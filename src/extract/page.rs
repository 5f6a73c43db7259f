use std::{collections::HashSet, sync::LazyLock};

use regex::Regex;
use scraper::{Html, Selector};
use serde::Serialize;
use url::Url;

static HEADING: LazyLock<Selector> = LazyLock::new(|| selector("h1, h2, h3, h4, h5, h6"));
static IMAGE: LazyLock<Selector> = LazyLock::new(|| selector("img"));
static ANCHOR: LazyLock<Selector> = LazyLock::new(|| selector("a[href]"));
static CURRENCY_OPTION: LazyLock<Selector> =
    LazyLock::new(|| selector("#js-currency-sort-footer .select-ul li"));
static CURRENCY_SYMBOL: LazyLock<Selector> = LazyLock::new(|| selector("p"));
static PRICE: LazyLock<Selector> = LazyLock::new(|| selector(".js-price-value"));
static SCRIPT: LazyLock<Selector> = LazyLock::new(|| selector("script"));

fn selector(css: &str) -> Selector {
    Selector::parse(css).expect("literal selector is valid")
}

static SITE_DATA: LazyLock<Regex> = LazyLock::new(|| regex(r"var ScriptData = \{(?s)(.*?)\};"));
static PAGE_DATA: LazyLock<Regex> =
    LazyLock::new(|| regex(r"ScriptData\.pageData = \{(?s)(.*?)\};"));
static CAMPAIGN_ID: LazyLock<Regex> = LazyLock::new(|| regex(r#"CampaignId: "(.*?)""#));

fn regex(pattern: &str) -> Regex {
    Regex::new(pattern).expect("literal pattern is valid")
}

fn quoted_field(body: &str, key: &str) -> Option<String> {
    let pattern = format!(r#""{}":"(.*?)""#, regex::escape(key));
    Regex::new(&pattern)
        .expect("escaped pattern is valid")
        .captures(body)
        .map(|captures| captures[1].to_string())
}

/// An `<img>` element as found on the page.
#[derive(Debug, Clone, PartialEq, Eq)]
pub struct ImageElement {
    /// The `src` attribute, if any.
    pub src: Option<String>,
    /// The `alt` attribute, if any. `Some("")` means present but empty.
    pub alt: Option<String>,
}

impl ImageElement {
    /// Whether the image carries a non-empty `alt` attribute.
    #[must_use]
    pub fn has_alt_text(&self) -> bool {
        self.alt.as_ref().is_some_and(|alt| !alt.trim().is_empty())
    }
}

/// One entry of the currency dropdown.
#[derive(Debug, Clone, PartialEq, Eq)]
pub struct CurrencyOption {
    /// The `data-currency-country` code, if any.
    pub code: Option<String>,
    /// The currency symbol shown next to the code.
    pub symbol: String,
}

/// Fields extracted from the inline `ScriptData` blocks.
#[derive(Debug, Clone, Default, PartialEq, Eq, Serialize)]
pub struct ScriptData {
    /// `ScriptData.config.SiteUrl`.
    pub site_url: Option<String>,
    /// `ScriptData.config.SiteName`.
    pub site_name: Option<String>,
    /// `ScriptData.userInfo.Browser`.
    pub browser: Option<String>,
    /// `ScriptData.userInfo.CountryCode`.
    pub country_code: Option<String>,
    /// `ScriptData.userInfo.IP`.
    pub ip: Option<String>,
    /// `ScriptData.pageData.CampaignId`.
    pub campaign_id: Option<String>,
}

impl ScriptData {
    /// Whether no field at all could be extracted.
    #[must_use]
    pub const fn is_empty(&self) -> bool {
        self.site_url.is_none()
            && self.site_name.is_none()
            && self.browser.is_none()
            && self.country_code.is_none()
            && self.ip.is_none()
            && self.campaign_id.is_none()
    }
}

/// A fetched page, parsed and ready for element extraction.
///
/// All extraction is offline: the document is parsed once and queried with
/// CSS selectors, in document order.
pub struct Page {
    url: Url,
    document: Html,
}

impl Page {
    /// Parses a page from its raw HTML body.
    #[must_use]
    pub fn parse(url: Url, html: &str) -> Self {
        Self {
            url,
            document: Html::parse_document(html),
        }
    }

    /// The URL the page was fetched from.
    #[must_use]
    pub const fn url(&self) -> &Url {
        &self.url
    }

    /// Tag names of all heading elements (`h1`–`h6`), in document order.
    #[must_use]
    pub fn heading_tags(&self) -> Vec<String> {
        self.document
            .select(&HEADING)
            .map(|element| element.value().name().to_string())
            .collect()
    }

    /// Number of `<h1>` elements on the page.
    #[must_use]
    pub fn h1_count(&self) -> usize {
        self.document
            .select(&HEADING)
            .filter(|element| element.value().name().eq_ignore_ascii_case("h1"))
            .count()
    }

    /// Every `<img>` element with its `src` and `alt` attributes.
    #[must_use]
    pub fn images(&self) -> Vec<ImageElement> {
        self.document
            .select(&IMAGE)
            .map(|element| ImageElement {
                src: element.value().attr("src").map(ToString::to_string),
                alt: element.value().attr("alt").map(ToString::to_string),
            })
            .collect()
    }

    /// Absolute http(s) link targets, resolved against the page URL and
    /// deduplicated preserving first-seen order.
    #[must_use]
    pub fn links(&self) -> Vec<Url> {
        let mut seen = HashSet::new();
        self.document
            .select(&ANCHOR)
            .filter_map(|element| element.value().attr("href"))
            .filter_map(|href| self.url.join(href).ok())
            .filter(|url| matches!(url.scheme(), "http" | "https"))
            .filter(|url| seen.insert(url.clone()))
            .collect()
    }

    /// Entries of the currency dropdown in the page footer.
    #[must_use]
    pub fn currency_options(&self) -> Vec<CurrencyOption> {
        self.document
            .select(&CURRENCY_OPTION)
            .map(|element| {
                let symbol = element
                    .select(&CURRENCY_SYMBOL)
                    .next()
                    .map(|p| p.text().collect::<String>().trim().to_string())
                    .unwrap_or_default();
                CurrencyOption {
                    code: element
                        .value()
                        .attr("data-currency-country")
                        .map(ToString::to_string),
                    symbol,
                }
            })
            .collect()
    }

    /// Text of the displayed property price, if present.
    #[must_use]
    pub fn displayed_price(&self) -> Option<String> {
        self.document
            .select(&PRICE)
            .next()
            .map(|element| element.text().collect::<String>().trim().to_string())
    }

    /// Extracts the inline `ScriptData` blocks from the page's scripts.
    ///
    /// The site emits `var ScriptData = {...};` with config and user info,
    /// and a separate `ScriptData.pageData = {...};` with the campaign id.
    #[must_use]
    pub fn script_data(&self) -> ScriptData {
        let mut data = ScriptData::default();

        for script in self.document.select(&SCRIPT) {
            let body = script.text().collect::<String>();

            if let Some(captures) = SITE_DATA.captures(&body) {
                let site = &captures[1];
                data.site_url = data.site_url.or_else(|| quoted_field(site, "SiteUrl"));
                data.site_name = data.site_name.or_else(|| quoted_field(site, "SiteName"));
                data.browser = data.browser.or_else(|| quoted_field(site, "Browser"));
                data.country_code = data
                    .country_code
                    .or_else(|| quoted_field(site, "CountryCode"));
                data.ip = data.ip.or_else(|| quoted_field(site, "IP"));
            }

            if let Some(captures) = PAGE_DATA.captures(&body) {
                data.campaign_id = data.campaign_id.or_else(|| {
                    CAMPAIGN_ID
                        .captures(&captures[1])
                        .map(|c| c[1].to_string())
                });
            }
        }

        data
    }
}

#[cfg(test)]
mod tests {
    use super::*;

    fn page(html: &str) -> Page {
        Page::parse(Url::parse("https://example.com/base/").unwrap(), html)
    }

    #[test]
    fn heading_tags_in_document_order() {
        let page = page("<h2>a</h2><div><h1>b</h1></div><h3>c</h3>");
        assert_eq!(page.heading_tags(), ["h2", "h1", "h3"]);
    }

    #[test]
    fn h1_count_counts_only_h1() {
        let page = page("<h1>a</h1><h2>b</h2><h1>c</h1>");
        assert_eq!(page.h1_count(), 2);
    }

    #[test]
    fn images_capture_src_and_alt() {
        let page = page(r#"<img src="a.png" alt="A"><img src="b.png" alt=""><img src="c.png">"#);
        let images = page.images();
        assert_eq!(images.len(), 3);
        assert!(images[0].has_alt_text());
        assert!(!images[1].has_alt_text());
        assert!(!images[2].has_alt_text());
        assert_eq!(images[2].src.as_deref(), Some("c.png"));
        assert_eq!(images[2].alt, None);
    }

    #[test]
    fn links_are_absolute_deduplicated_and_http_only() {
        let page = page(concat!(
            r#"<a href="https://example.com/x">x</a>"#,
            r#"<a href="/y">y</a>"#,
            r#"<a href="https://example.com/x">x again</a>"#,
            r#"<a href="mailto:hi@example.com">mail</a>"#,
            r#"<a href="tel:+123">tel</a>"#,
        ));
        let links: Vec<String> = page.links().iter().map(Url::to_string).collect();
        assert_eq!(links, ["https://example.com/x", "https://example.com/y"]);
    }

    #[test]
    fn currency_widget_extraction() {
        let page = page(concat!(
            r#"<div id="js-currency-sort-footer"><ul class="select-ul">"#,
            r#"<li data-currency-country="US"><p>$</p></li>"#,
            r#"<li data-currency-country="GB"><p> £ </p></li>"#,
            r#"<li><p></p></li>"#,
            "</ul></div>",
            r#"<span class="js-price-value"> $120 </span>"#,
        ));

        let options = page.currency_options();
        assert_eq!(options.len(), 3);
        assert_eq!(options[0].code.as_deref(), Some("US"));
        assert_eq!(options[0].symbol, "$");
        assert_eq!(options[1].symbol, "£");
        assert_eq!(options[2].code, None);
        assert_eq!(options[2].symbol, "");

        assert_eq!(page.displayed_price().as_deref(), Some("$120"));
    }

    #[test]
    fn missing_widget_yields_nothing() {
        let page = page("<p>no widget here</p>");
        assert!(page.currency_options().is_empty());
        assert_eq!(page.displayed_price(), None);
    }

    #[test]
    fn script_data_extraction() {
        let page = page(concat!(
            "<script>\n",
            "var ScriptData = {\n",
            r#"  "config": {"SiteUrl":"www.example.io","SiteName":"Example"},"#,
            "\n",
            r#"  "userInfo": {"Browser":"Chrome","CountryCode":"BD","IP":"10.0.0.1"}"#,
            "\n};\n",
            "</script>",
            "<script>ScriptData.pageData = {\n  CampaignId: \"ABC123\"\n};</script>",
        ));

        let data = page.script_data();
        assert_eq!(data.site_url.as_deref(), Some("www.example.io"));
        assert_eq!(data.site_name.as_deref(), Some("Example"));
        assert_eq!(data.browser.as_deref(), Some("Chrome"));
        assert_eq!(data.country_code.as_deref(), Some("BD"));
        assert_eq!(data.ip.as_deref(), Some("10.0.0.1"));
        assert_eq!(data.campaign_id.as_deref(), Some("ABC123"));
        assert!(!data.is_empty());
    }

    #[test]
    fn script_data_absent() {
        let page = page("<script>var other = 1;</script>");
        assert!(page.script_data().is_empty());
    }
}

• [WHAT THE TASK ASKS]: Only the count is needed: the number of lines in the data that include the word "body".

• [WRITTEN RESPONSE]: 6